- EXERCISE INSTRUCTIONS -
Copy out the data that follows exactly, leaving out no line.

[Collected data entries]
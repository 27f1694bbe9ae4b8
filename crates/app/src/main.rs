//! Headless shell entry point.
//!
//! Wires the application state and reports the start route; a UI host
//! (desktop webview or terminal front end) embeds [`AppState`] the same
//! way this binary does.

use payflow_app::{AppState, Route, landing_route};

fn main() -> anyhow::Result<()> {
    payflow_observability::init();

    let api_url = std::env::var("PAYFLOW_API_URL")
        .unwrap_or_else(|_| "http://localhost:8080/api".to_string());

    let state = AppState::new(&api_url)?;

    let start_route = match state.restore() {
        Some(principal) => {
            tracing::info!(username = %principal.username, "restored persisted session");
            landing_route(&principal)
        }
        None => Route::Login,
    };

    tracing::info!(%api_url, route = %start_route, "payflow shell ready");

    Ok(())
}
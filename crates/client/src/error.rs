use thiserror::Error;

pub type ApiResult<T> = Result<T, ApiError>;

/// Failure taxonomy for gateway calls.
///
/// Errors propagate unchanged to the initiating flow; nothing is retried.
#[derive(Debug, Error)]
pub enum ApiError {
    /// Transport-level failure; no structured server message available.
    #[error("network error: {0}")]
    Network(String),

    /// Non-success response. `message` is the server's own wording when the
    /// body carried one, the raw body otherwise.
    #[error("server error ({status}): {message}")]
    Server { status: u16, message: String },

    /// The response arrived but its body did not match the expected shape.
    #[error("malformed response: {0}")]
    Decode(String),
}

impl ApiError {
    /// Build a server error from a non-success response body, extracting
    /// the `message` field of the `{"error": ..., "message": ...}` shape
    /// when present.
    pub(crate) fn from_status_body(status: u16, body: &str) -> Self {
        let message = serde_json::from_str::<serde_json::Value>(body)
            .ok()
            .and_then(|v| v.get("message").and_then(|m| m.as_str()).map(str::to_string))
            .unwrap_or_else(|| body.to_string());

        ApiError::Server { status, message }
    }

    /// HTTP status for server-reported errors, `None` otherwise.
    pub fn status(&self) -> Option<u16> {
        match self {
            ApiError::Server { status, .. } => Some(*status),
            _ => None,
        }
    }
}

- OUTPUT FOR THIS TASK -
repository 27f1694bbe9ae4b8
filename crates/app/src/main.rs
//! Headless shell entry point.
//!
//! Wires the application state and reports the start route; a UI host
//! (desktop webview or terminal front end) embeds [`AppState`] the same
//! way this binary does.

use payflow_app::{AppState, Route, landing_route};

fn main() -> anyhow::Result<()> {
    payflow_observability::init();

    let api_url = std::env::var("PAYFLOW_API_URL")
        .unwrap_or_else(|_| "http://localhost:8080/api".to_string());

    let state = AppState::new(&api_url)?;

    let start_route = match state.restore() {
        Some(principal) => {
            tracing::info!(username = %principal.username, "restored persisted session");
            landing_route(&principal)
        }
        None => Route::Login,
    };

    tracing::info!(%api_url, route = %start_route, "payflow shell ready");

    Ok(())
}
filename crates/client/src/error.rs
use thiserror::Error;

pub type ApiResult<T> = Result<T, ApiError>;

/// Failure taxonomy for gateway calls.
///
/// Errors propagate unchanged to the initiating flow; nothing is retried.
#[derive(Debug, Error)]
pub enum ApiError {
    /// Transport-level failure; no structured server message available.
    #[error("network error: {0}")]
    Network(String),

    /// Non-success response. `message` is the server's own wording when the
    /// body carried one, the raw body otherwise.
    #[error("server error ({status}): {message}")]
    Server { status: u16, message: String },

    /// The response arrived but its body did not match the expected shape.
    #[error("malformed response: {0}")]
    Decode(String),
}

impl ApiError {
    /// Build a server error from a non-success response body, extracting
    /// the `message` field of the `{"error": ..., "message": ...}` shape
    /// when present.
    pub(crate) fn from_status_body(status: u16, body: &str) -> Self {
        let message = serde_json::from_str::<serde_json::Value>(body)
            .ok()
            .and_then(|v| v.get("message").and_then(|m| m.as_str()).map(str::to_string))
            .unwrap_or_else(|| body.to_string());

        ApiError::Server { status, message }
    }

    /// HTTP status for server-reported errors, `None` otherwise.
    pub fn status(&self) -> Option<u16> {
        match self {
            ApiError::Server { status, .. } => Some(*status),
            _ => None,
        }
    }
}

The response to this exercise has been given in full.